I think there is a level of snobbery in organised religion arising from being saved versus those who are lost and that is generally unspoken though I think the teachings in church sometimes encourage this snobbery and sometimes it is easy as a christian to hold this aloof view of ourselves. 

Personally and because of my feeling that so much religion is a sham, I am no longer of any particular religious conviction and I daresay I am a bad case of what used to be referred to as a "backslider" but I think for anyone proclaiming ANY religious faith, acknowledging this snobbery would go a way to eradicating fundamentalism.

Yr most obdt hmble srvt,
Jenna


----------



## Swordlady (May 20, 2006)

These are some good responses so far.  I've been rethinking many of my beliefs and views about Christianity and religion in general.  All my life, I've been taught that *my* faith was THE "only way" to salvation - whether I was in the Catholic church, or in the International Churches of Christ (ICOC).

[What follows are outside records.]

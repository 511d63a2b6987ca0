//! In-memory implementation of [`StateStore`].
//!
//! Run records live in a `DashMap` keyed by workflow ID, so concurrent runs
//! update their own entries without contending on a global lock. Nothing
//! survives the process.

use chrono::Utc;
use dashmap::DashMap;
use freshflow_core::repository::StateStore;
use freshflow_types::error::RepositoryError;
use freshflow_types::state::{ErrorPayload, ModuleStatus, WorkflowRunStatus, WorkflowState};
use serde_json::Value;

/// Process-local state store.
#[derive(Debug, Default)]
pub struct InMemoryStateStore {
    runs: DashMap<String, WorkflowState>,
}

impl InMemoryStateStore {
    pub fn new() -> Self {
        Self::default()
    }

    /// Number of runs recorded.
    pub fn len(&self) -> usize {
        self.runs.len()
    }

    pub fn is_empty(&self) -> bool {
        self.runs.is_empty()
    }

    /// Forget a run. Returns the last recorded state, if any.
    pub fn remove(&self, workflow_id: &str) -> Option<WorkflowState> {
        self.runs.remove(workflow_id).map(|(_, state)| state)
    }
}

impl StateStore for InMemoryStateStore {
    async fn initialize_workflow(
        &self,
        workflow_id: &str,
        module_ids: &[String],
    ) -> Result<(), RepositoryError> {
        let state = WorkflowState::new(workflow_id, module_ids.iter().cloned());
        if self.runs.insert(workflow_id.to_string(), state).is_some() {
            tracing::warn!(workflow_id, "re-initialized existing workflow state");
        }
        tracing::debug!(workflow_id, modules = module_ids.len(), "workflow state initialized");
        Ok(())
    }

    async fn update_workflow_status(
        &self,
        workflow_id: &str,
        status: WorkflowRunStatus,
        error: Option<ErrorPayload>,
    ) -> Result<(), RepositoryError> {
        let mut state = self
            .runs
            .get_mut(workflow_id)
            .ok_or_else(|| RepositoryError::WorkflowNotFound(workflow_id.to_string()))?;

        state.status = status;
        if error.is_some() {
            state.error = error;
        }
        if status.is_terminal() {
            state.end_time = Some(Utc::now());
        }
        tracing::debug!(workflow_id, %status, "workflow status updated");
        Ok(())
    }

    async fn update_module_status(
        &self,
        workflow_id: &str,
        module_id: &str,
        status: ModuleStatus,
        brief_output: Option<Value>,
        detailed_output: Option<Value>,
    ) -> Result<(), RepositoryError> {
        let mut entry = self
            .runs
            .get_mut(workflow_id)
            .ok_or_else(|| RepositoryError::WorkflowNotFound(workflow_id.to_string()))?;
        let state = &mut *entry;

        let module = state
            .modules
            .get_mut(module_id)
            .ok_or_else(|| RepositoryError::ModuleNotFound {
                workflow_id: workflow_id.to_string(),
                module_id: module_id.to_string(),
            })?;

        module.status = status;
        if brief_output.is_some() {
            module.brief_output = brief_output;
        }
        if detailed_output.is_some() {
            module.detailed_output = detailed_output;
        }

        match status {
            ModuleStatus::InProgress => module.start_time = Some(Utc::now()),
            ModuleStatus::Completed => {
                module.end_time = Some(Utc::now());
                state.summary.completed_modules += 1;
            }
            ModuleStatus::Failed => {
                module.end_time = Some(Utc::now());
                state.summary.failed_modules += 1;
            }
            ModuleStatus::Waiting => {}
        }

        tracing::debug!(workflow_id, module_id, %status, "module status updated");
        Ok(())
    }

    async fn get_workflow_status(
        &self,
        workflow_id: &str,
    ) -> Result<Option<WorkflowState>, RepositoryError> {
        Ok(self.runs.get(workflow_id).map(|s| s.clone()))
    }
}
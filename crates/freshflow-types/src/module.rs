//! Declarative module configuration.
//!
//! A workflow is authored as a map of modules keyed by `module_id`. Each module
//! names the handler type that runs it (`identifier`) and carries a free-form
//! `user_config`. A `user_config` value that is itself a mapping containing
//! `module_id` is a [`ModuleReference`] to another module's future output.

use indexmap::IndexMap;
use serde::{Deserialize, Serialize};
use serde_json::{Map, Value};

/// Workflow name used when the configuration omits `canvas_name`.
pub const DEFAULT_WORKFLOW_NAME: &str = "default_workflow";

/// Top-level declarative workflow configuration (the graph builder's input).
///
/// Module order is preserved as authored; it is the tie-break order for
/// topological sorting.
#[derive(Debug, Clone, Serialize, Deserialize)]
pub struct WorkflowConfig {
    /// Workflow name. Accepts `canvas_name` (wire name) or `workflow_name`.
    #[serde(
        rename = "canvas_name",
        alias = "workflow_name",
        default = "default_workflow_name"
    )]
    pub workflow_name: String,
    /// Modules keyed by module ID, in authoring order.
    #[serde(default)]
    pub modules: IndexMap<String, ModuleConfig>,
}

fn default_workflow_name() -> String {
    DEFAULT_WORKFLOW_NAME.to_string()
}

/// Configuration of a single module.
#[derive(Debug, Clone, PartialEq, Serialize, Deserialize)]
pub struct ModuleConfig {
    /// Handler type name (e.g. "s3_downloader").
    pub identifier: String,
    /// Handler parameters; may contain references to other modules.
    pub user_config: Map<String, Value>,
}

impl ModuleConfig {
    pub fn new(identifier: impl Into<String>, user_config: Map<String, Value>) -> Self {
        Self {
            identifier: identifier.into(),
            user_config,
        }
    }

    /// Iterate over `(param_name, reference)` for every reference-shaped
    /// `user_config` value.
    pub fn references(&self) -> impl Iterator<Item = (&str, ModuleReference)> + '_ {
        self.user_config
            .iter()
            .filter_map(|(name, value)| ModuleReference::from_value(value).map(|r| (name.as_str(), r)))
    }
}

/// A pointer from one module's config value to another module's output.
#[derive(Debug, Clone, PartialEq, Eq, Serialize, Deserialize)]
pub struct ModuleReference {
    /// The module whose output is referenced.
    pub module_id: String,
    /// The key inside the producer's `output` mapping. Required by validation.
    #[serde(default, skip_serializing_if = "Option::is_none")]
    pub output_key: Option<String>,
}

impl ModuleReference {
    /// Interpret a config value as a reference.
    ///
    /// A value is a reference exactly when it is a mapping containing a
    /// string `module_id`. Extra keys are ignored.
    pub fn from_value(value: &Value) -> Option<Self> {
        let obj = value.as_object()?;
        let module_id = obj.get("module_id")?.as_str()?;
        Some(Self {
            module_id: module_id.to_string(),
            output_key: obj
                .get("output_key")
                .and_then(Value::as_str)
                .map(str::to_string),
        })
    }
}
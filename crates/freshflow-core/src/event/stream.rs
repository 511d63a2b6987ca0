//! Live-listener stream over an event bus subscription.

use std::sync::Arc;
use std::time::Duration;

use freshflow_types::event::WorkflowEvent;
use futures_util::Stream;
use tokio_util::sync::CancellationToken;
use uuid::Uuid;

use super::bus::{EventBus, MailboxPoll};

/// Unsubscribes when the stream is dropped, whichever way it ends.
struct Subscription {
    bus: Arc<EventBus>,
    workflow_id: String,
    mailbox_id: Uuid,
}

impl Drop for Subscription {
    fn drop(&mut self) {
        self.bus.unsubscribe(&self.workflow_id, self.mailbox_id);
    }
}

/// Subscribe to `workflow_id` and yield its events until `cancel` fires or
/// the bus drops the mailbox.
///
/// The mailbox is polled with `poll_interval` as timeout so cancellation is
/// noticed even when no events arrive. The subscription is registered
/// immediately, before the stream is first polled.
pub fn event_stream(
    bus: Arc<EventBus>,
    workflow_id: &str,
    cancel: CancellationToken,
    poll_interval: Duration,
) -> impl Stream<Item = WorkflowEvent> + Send + 'static {
    let mut mailbox = bus.subscribe(workflow_id);
    let subscription = Subscription {
        bus,
        workflow_id: workflow_id.to_string(),
        mailbox_id: mailbox.id(),
    };

    async_stream::stream! {
        loop {
            if cancel.is_cancelled() {
                tracing::debug!(workflow_id = %subscription.workflow_id, "listener cancelled");
                break;
            }
            match mailbox.recv_timeout(poll_interval).await {
                MailboxPoll::Event(event) => yield event,
                MailboxPoll::Empty => continue,
                MailboxPoll::Closed => break,
            }
        }
    }
}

To give you a little more background on the ICOC: It is essentially another offshoot (there are many) from what is now known as the Mainline Churches of Christ.  What spurred the growth of the ICOC was that its leader, Kip, was disgruntled with the "lukewarmness" in the Mainline churches, and was determined to start a new "movement" - consisting solely of "sold-out disciples" committed to his cause.  Kip's mission?  To "evangelize the world in one generation", as per Jesus' Great Commission to his Apostles (Matthew 28:18-20).  Sounds all well and good on paper, doesn't it?  BUT...Kip took that _one_ scripture from the bible - and made it the ICOC's mantra.  THAT was the one driving force in that church.  Recruit, recruit, recruit.  We were right, and everyone else was wrong.  Any other "real" Christians in other churches would naturally want to join us, according to Kip.  We were - in his mind - "God's Modern Day Movement", and the direct descendant of the 1st century Christian church.

*That* one teaching alone turned us off from many other churches - especially the Mainline churches, who totally disowned us.  Kip even sent ICOC-trained ministers to "reconstruct" Mainline churches to fit *his* idea of what a church should be.  Pretty much akin to a hostile takeover.  Many of our student groups were kicked out of several college campuses across the country, because of our aggressive proselytization and our overall disrespect of campus policies.  Any disagreement with our methods was construed as "persecution", and justified in our minds that we were doing "the right thing".

On the surface, we appeared to be a loving family of believers who cared about each other.  We especially wanted to pour on the love to first-time visitors, to convince them that we were "different" from every other church out there.  Dig a little deeper, and you find that the love was often shallow and conditional.  There was a false sense of intimacy that occured from being forced to share intimate details of your life with total strangers.  If you didn't play by the rules, you were relegated to the lowest rung in the "church hierarchy" and constantly beat upon.  If a visitor didn't complete the studies required to become a member, s/he was often dropped like a hot potato, since we were to "wipe the dust off our feet" and move on to a new person.  Disagreements with leadership were not tolerated.  The strongest critics were often booted out of the church, and "marked" (i.e., the members were forbidden to talk to them).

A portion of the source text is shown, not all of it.